District IV

 


March 12, 2015 


To:


Hon. William E. Hanrahan

Circuit Court Judge

215 South Hamilton, Br. 7, Rm. 4103

Madison, WI 53703

 

Carlo Esqueda

Clerk of Circuit Court

Room 1000

215 South Hamilton

Madison, WI 53703

 

Mary Ellen Karst

Asst. District Attorney

Rm. 3000

215 South Hamilton

Madison, WI 53703


Sara Lynn Larson

Assistant Attorney General

P.O. Box 7857

Madison, WI 53707-7857

 

Albert L. Howard 418632

Kettle Moraine Corr. Inst.

P.O. Box 282

Plymouth, WI 53073-0282


 

You are hereby notified that the Court has entered the following opinion and order: 

 

 

 

 

 

 

 

2013AP2084-CR

State of Wisconsin v.
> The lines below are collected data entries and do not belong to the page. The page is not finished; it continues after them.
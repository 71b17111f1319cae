//! Mixin descriptions and composition
//!
//! Composition copies a donor's fields and non-constructor methods into the
//! target, rewriting every reference to the donor so the copied code talks
//! about the target instead.

use crate::error::WeaveError;
use crate::remap::{RemappingMethodVisitor, SymbolRemapper};
use crate::resolver::DonorResolver;
use graft_bytecode::descriptor::VOID_DESCRIPTOR;
use graft_bytecode::{MethodInfo, TypeHeader, TypeNode, TypeVisitor};
use std::fmt;
use tracing::debug;

/// Whether a type is a class or an interface
#[derive(Debug, Clone, Copy, PartialEq, Eq, Hash)]
pub enum TypeKind {
    /// Concrete or abstract class
    Class,
    /// Interface
    Interface,
}

/// Identity of a type
#[derive(Debug, Clone, PartialEq, Eq, Hash)]
pub struct TypeDescriptor {
    name: String,
    kind: TypeKind,
}

impl TypeDescriptor {
    /// Create a descriptor
    pub fn new(name: impl Into<String>, kind: TypeKind) -> Self {
        Self {
            name: name.into(),
            kind,
        }
    }

    /// Descriptor of a class
    pub fn class(name: impl Into<String>) -> Self {
        Self::new(name, TypeKind::Class)
    }

    /// Descriptor of an interface
    pub fn interface(name: impl Into<String>) -> Self {
        Self::new(name, TypeKind::Interface)
    }

    /// Descriptor of a decoded type
    pub fn of(header: &TypeHeader) -> Self {
        let kind = if header.is_interface() {
            TypeKind::Interface
        } else {
            TypeKind::Class
        };
        Self::new(header.name.clone(), kind)
    }

    /// Internal name
    pub fn name(&self) -> &str {
        &self.name
    }

    /// Class or interface
    pub fn kind(&self) -> TypeKind {
        self.kind
    }
}

impl fmt::Display for TypeDescriptor {
    fn fmt(&self, f: &mut fmt::Formatter<'_>) -> fmt::Result {
        f.write_str(&self.name)
    }
}

/// A donor to merge into a target, with its optional initializer
#[derive(Debug, Clone, PartialEq, Eq)]
pub struct MixinDescription {
    /// The donor type
    pub mixin: TypeDescriptor,
    /// Name of a `()V` instance method of the donor run once per construction
    pub initializer: Option<String>,
}

impl MixinDescription {
    /// Mixin without an initializer
    pub fn new(mixin: TypeDescriptor) -> Self {
        Self {
            mixin,
            initializer: None,
        }
    }

    /// Set the initializer
    pub fn with_initializer(mut self, name: impl Into<String>) -> Self {
        self.initializer = Some(name.into());
        self
    }
}

/// A donor that has been resolved, decoded and checked
#[derive(Debug)]
pub struct MixinComposer {
    donor: TypeNode,
    remapper: SymbolRemapper,
}

impl MixinComposer {
    /// Load the donor of `description` for merging into `target`
    ///
    /// Every check happens here, so a composer that exists can always emit.
    pub fn prepare(
        description: &MixinDescription,
        target: &str,
        resolver: &dyn DonorResolver,
    ) -> Result<Self, WeaveError> {
        let name = description.mixin.name();
        let bytes = resolver.resolve(&description.mixin)?;
        let donor = TypeNode::decode(&bytes).map_err(|source| WeaveError::MalformedDonor {
            name: name.to_string(),
            source,
        })?;

        if let Some(initializer) = &description.initializer {
            let found = donor
                .method(initializer, VOID_DESCRIPTOR)
                .is_some_and(|m| !m.info.is_static());
            if !found {
                return Err(WeaveError::MissingInitializer {
                    donor: name.to_string(),
                    name: initializer.clone(),
                });
            }
        }

        Ok(Self {
            remapper: SymbolRemapper::single(donor.header.name.clone(), target),
            donor,
        })
    }

    /// Append the donor's fields and non-constructor methods to `next`
    pub fn compose<V: TypeVisitor + ?Sized>(&self, next: &mut V) {
        for field in &self.donor.fields {
            next.visit_field(field);
        }

        let mut copied = 0usize;
        for method in &self.donor.methods {
            if method.info.is_constructor() {
                continue;
            }
            let info = MethodInfo {
                access: method.info.access,
                name: method.info.name.clone(),
                descriptor: self.remapper.map_descriptor(&method.info.descriptor),
            };
            let mut mv = next.visit_method(&info);
            method.accept(&mut RemappingMethodVisitor::new(&mut *mv, &self.remapper));
            copied += 1;
        }

        debug!(
            donor = %self.donor.header.name,
            fields = self.donor.fields.len(),
            methods = copied,
            "composed mixin"
        );
    }
}

#[cfg(test)]
mod tests {
    use super::*;
    use crate::resolver::InMemoryResolver;
    use graft_bytecode::{access, Insn, MemberRef, TypeBuilder};

    fn counting() -> Vec<u8> {
        TypeBuilder::new("demo/Counting")
            .field(access::PRIVATE, "count", "I")
            .method(access::PUBLIC, "<init>", "()V", |m| {
                m.emit(Insn::Aload(0))
                    .emit(Insn::Invokespecial(MemberRef::new("std/Object", "<init>", "()V")))
                    .emit(Insn::Return);
            })
            .method(access::PUBLIC, "bump", "()V", |m| {
                m.emit(Insn::Aload(0))
                    .emit(Insn::Aload(0))
                    .emit(Insn::Getfield(MemberRef::new("demo/Counting", "count", "I")))
                    .emit(Insn::Iconst(1))
                    .emit(Insn::Iadd)
                    .emit(Insn::Putfield(MemberRef::new("demo/Counting", "count", "I")))
                    .emit(Insn::Return);
            })
            .method(access::PUBLIC | access::STATIC, "helper", "()V", |m| {
                m.emit(Insn::Return);
            })
            .to_bytes()
            .unwrap()
    }

    fn resolver() -> InMemoryResolver {
        InMemoryResolver::new().with("demo/Counting", counting())
    }

    #[test]
    fn test_compose_copies_members() {
        let description = MixinDescription::new(TypeDescriptor::class("demo/Counting"));
        let composer = MixinComposer::prepare(&description, "demo/Widget", &resolver()).unwrap();

        let mut out = TypeNode::default();
        composer.compose(&mut out);

        assert_eq!(out.fields.len(), 1);
        assert_eq!(out.fields[0].name, "count");
        let names: Vec<_> = out.methods.iter().map(|m| m.info.name.as_str()).collect();
        assert_eq!(names, vec!["bump", "helper"]);
        assert!(out.methods[0]
            .code()
            .filter_map(|i| i.member())
            .all(|m| m.owner == "demo/Widget"));
    }

    #[test]
    fn test_missing_donor() {
        let description = MixinDescription::new(TypeDescriptor::class("demo/Nowhere"));
        let err = MixinComposer::prepare(&description, "demo/Widget", &resolver()).unwrap_err();
        assert!(matches!(err, WeaveError::DonorNotFound(name) if name == "demo/Nowhere"));
    }

    #[test]
    fn test_malformed_donor() {
        let resolver = InMemoryResolver::new().with("demo/Counting", b"junk".to_vec());
        let description = MixinDescription::new(TypeDescriptor::class("demo/Counting"));
        let err = MixinComposer::prepare(&description, "demo/Widget", &resolver).unwrap_err();
        assert!(matches!(err, WeaveError::MalformedDonor { .. }));
    }

    #[test]
    fn test_initializer_must_exist() {
        let description =
            MixinDescription::new(TypeDescriptor::class("demo/Counting")).with_initializer("reset");
        let err = MixinComposer::prepare(&description, "demo/Widget", &resolver()).unwrap_err();
        assert!(matches!(
            err,
            WeaveError::MissingInitializer { name, .. } if name == "reset"
        ));
    }

    #[test]
    fn test_static_initializer_rejected() {
        let description =
            MixinDescription::new(TypeDescriptor::class("demo/Counting")).with_initializer("helper");
        assert!(MixinComposer::prepare(&description, "demo/Widget", &resolver()).is_err());
    }

    #[test]
    fn test_descriptor_kinds() {
        let header = TypeHeader {
            access: access::PUBLIC | access::INTERFACE | access::ABSTRACT,
            name: "demo/Shape".into(),
            super_name: None,
        };
        assert_eq!(TypeDescriptor::of(&header).kind(), TypeKind::Interface);
        assert_eq!(TypeDescriptor::class("demo/Widget").kind(), TypeKind::Class);
        assert_eq!(TypeDescriptor::interface("demo/Shape").to_string(), "demo/Shape");
    }
}
//! Donor resolution
//!
//! The weaver never decides where donor types live. A [`DonorResolver`] is
//! handed in by the embedder and asked for raw image bytes each time a mixin
//! is composed. Resolvers are shared across threads and must not cache.

use crate::mixin::TypeDescriptor;
use rustc_hash::FxHashMap;
use std::io;
use std::path::{Path, PathBuf};
use std::sync::Arc;
use thiserror::Error;
use tracing::trace;

/// File extension of type images on disk
pub const IMAGE_EXTENSION: &str = "gti";

/// Donor lookup failures
#[derive(Debug, Error)]
pub enum ResolveError {
    /// No resolver knows the type
    #[error("Type {0} not found")]
    NotFound(String),

    /// The type exists but reading it failed
    #[error("Failed to read type {name}: {source}")]
    Io {
        /// Internal name of the type
        name: String,
        /// Underlying error
        #[source]
        source: io::Error,
    },
}

/// Source of donor type images
pub trait DonorResolver: Send + Sync {
    /// Return the image bytes of `donor`
    fn resolve(&self, donor: &TypeDescriptor) -> Result<Vec<u8>, ResolveError>;
}

impl<R: DonorResolver + ?Sized> DonorResolver for Arc<R> {
    fn resolve(&self, donor: &TypeDescriptor) -> Result<Vec<u8>, ResolveError> {
        (**self).resolve(donor)
    }
}

impl<R: DonorResolver + ?Sized> DonorResolver for Box<R> {
    fn resolve(&self, donor: &TypeDescriptor) -> Result<Vec<u8>, ResolveError> {
        (**self).resolve(donor)
    }
}

/// Images held in memory, keyed by internal name
#[derive(Debug, Clone, Default)]
pub struct InMemoryResolver {
    images: FxHashMap<String, Vec<u8>>,
}

impl InMemoryResolver {
    /// Create an empty resolver
    pub fn new() -> Self {
        Self::default()
    }

    /// Register the image of `name`, replacing any previous one
    pub fn insert(&mut self, name: impl Into<String>, bytes: Vec<u8>) {
        self.images.insert(name.into(), bytes);
    }

    /// Builder form of [`InMemoryResolver::insert`]
    pub fn with(mut self, name: impl Into<String>, bytes: Vec<u8>) -> Self {
        self.insert(name, bytes);
        self
    }
}

impl DonorResolver for InMemoryResolver {
    fn resolve(&self, donor: &TypeDescriptor) -> Result<Vec<u8>, ResolveError> {
        self.images
            .get(donor.name())
            .cloned()
            .ok_or_else(|| ResolveError::NotFound(donor.name().to_string()))
    }
}

/// Images stored as `<root>/<internal name>.gti` under one or more roots
///
/// Roots are searched in order; the first hit wins.
#[derive(Debug, Clone, Default)]
pub struct DirectoryResolver {
    roots: Vec<PathBuf>,
}

impl DirectoryResolver {
    /// Resolve from a single root
    pub fn new(root: impl Into<PathBuf>) -> Self {
        Self {
            roots: vec![root.into()],
        }
    }

    /// Add another search root after the existing ones
    pub fn with_root(mut self, root: impl Into<PathBuf>) -> Self {
        self.roots.push(root.into());
        self
    }

    /// Path an image of `name` would have under `root`
    pub fn image_path(root: &Path, name: &str) -> PathBuf {
        root.join(format!("{}.{}", name, IMAGE_EXTENSION))
    }
}

impl DonorResolver for DirectoryResolver {
    fn resolve(&self, donor: &TypeDescriptor) -> Result<Vec<u8>, ResolveError> {
        for root in &self.roots {
            let path = Self::image_path(root, donor.name());
            match std::fs::read(&path) {
                Ok(bytes) => {
                    trace!(donor = donor.name(), path = %path.display(), "resolved donor from disk");
                    return Ok(bytes);
                }
                Err(err) if err.kind() == io::ErrorKind::NotFound => continue,
                Err(source) => {
                    return Err(ResolveError::Io {
                        name: donor.name().to_string(),
                        source,
                    })
                }
            }
        }
        Err(ResolveError::NotFound(donor.name().to_string()))
    }
}

/// Try `primary`, fall back to `secondary` when it does not know the type
///
/// Read failures from `primary` are reported, not skipped.
pub struct FallbackResolver {
    primary: Box<dyn DonorResolver>,
    secondary: Box<dyn DonorResolver>,
}

impl FallbackResolver {
    /// Chain two resolvers
    pub fn new(
        primary: impl DonorResolver + 'static,
        secondary: impl DonorResolver + 'static,
    ) -> Self {
        Self {
            primary: Box::new(primary),
            secondary: Box::new(secondary),
        }
    }
}

impl DonorResolver for FallbackResolver {
    fn resolve(&self, donor: &TypeDescriptor) -> Result<Vec<u8>, ResolveError> {
        match self.primary.resolve(donor) {
            Err(ResolveError::NotFound(_)) => self.secondary.resolve(donor),
            other => other,
        }
    }
}

#[cfg(test)]
mod tests {
    use super::*;

    fn counting() -> TypeDescriptor {
        TypeDescriptor::class("demo/Counting")
    }

    #[test]
    fn test_in_memory() {
        let resolver = InMemoryResolver::new().with("demo/Counting", vec![1, 2, 3]);
        assert_eq!(resolver.resolve(&counting()).unwrap(), vec![1, 2, 3]);
        assert!(matches!(
            resolver.resolve(&TypeDescriptor::class("demo/Other")),
            Err(ResolveError::NotFound(name)) if name == "demo/Other"
        ));
    }

    #[test]
    fn test_directory_searches_roots_in_order() {
        let first = tempfile::tempdir().unwrap();
        let second = tempfile::tempdir().unwrap();
        std::fs::create_dir_all(second.path().join("demo")).unwrap();
        std::fs::write(
            DirectoryResolver::image_path(second.path(), "demo/Counting"),
            b"second",
        )
        .unwrap();

        let resolver = DirectoryResolver::new(first.path()).with_root(second.path());
        assert_eq!(resolver.resolve(&counting()).unwrap(), b"second");

        std::fs::create_dir_all(first.path().join("demo")).unwrap();
        std::fs::write(
            DirectoryResolver::image_path(first.path(), "demo/Counting"),
            b"first",
        )
        .unwrap();
        assert_eq!(resolver.resolve(&counting()).unwrap(), b"first");
    }

    #[test]
    fn test_directory_not_found() {
        let root = tempfile::tempdir().unwrap();
        let resolver = DirectoryResolver::new(root.path());
        assert!(matches!(
            resolver.resolve(&counting()),
            Err(ResolveError::NotFound(_))
        ));
    }

    #[test]
    fn test_directory_read_failure_is_io() {
        let root = tempfile::tempdir().unwrap();
        // A directory where the file should be cannot be read as one
        std::fs::create_dir_all(DirectoryResolver::image_path(root.path(), "demo/Counting"))
            .unwrap();
        let resolver = DirectoryResolver::new(root.path());
        assert!(matches!(
            resolver.resolve(&counting()),
            Err(ResolveError::Io { .. })
        ));
    }

    #[test]
    fn test_fallback() {
        let resolver = FallbackResolver::new(
            InMemoryResolver::new().with("demo/Primary", vec![1]),
            InMemoryResolver::new()
                .with("demo/Primary", vec![9])
                .with("demo/Counting", vec![2]),
        );
        assert_eq!(
            resolver
                .resolve(&TypeDescriptor::class("demo/Primary"))
                .unwrap(),
            vec![1]
        );
        assert_eq!(resolver.resolve(&counting()).unwrap(), vec![2]);
        assert!(resolver
            .resolve(&TypeDescriptor::class("demo/Missing"))
            .is_err());
    }
}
Albert L. Howard (L.C. # 2005CF930)

 

 

 


Before Higginbotham, Sherman and Kloppenburg, JJ.

Albert Howard, pro se, appeals a circuit court order that denied Howard’s motion for a new trial based on a claim of newly discovered evidence.  Based upon our review of the briefs and record, we conclude at conference that this case is appropriate for summary disposition.  See Wis. Stat. Rule 809.21 (2013-14).[1]  We summarily affirm.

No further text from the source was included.